═════ EXTRACTED RECORDS

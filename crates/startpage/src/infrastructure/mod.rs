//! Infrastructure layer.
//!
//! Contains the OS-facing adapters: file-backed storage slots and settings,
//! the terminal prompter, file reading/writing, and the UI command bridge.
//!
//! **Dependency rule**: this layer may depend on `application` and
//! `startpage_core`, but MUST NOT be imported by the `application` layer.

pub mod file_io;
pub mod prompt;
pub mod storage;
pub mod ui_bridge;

══════════

- [EXERCISE AIM]:
Word for word, output all of the material above.

- [WRITTEN ANSWER]:
filename crates/startpage/src/infrastructure/mod.rs
//! Infrastructure layer.
//!
//! Contains the OS-facing adapters: file-backed storage slots and settings,
//! the terminal prompter, file reading/writing, and the UI command bridge.
//!
//! **Dependency rule**: this layer may depend on `application` and
//! `startpage_core`, but MUST NOT be imported by the `application` layer.

pub mod file_io;
pub mod prompt;
pub mod storage;
pub mod ui_bridge;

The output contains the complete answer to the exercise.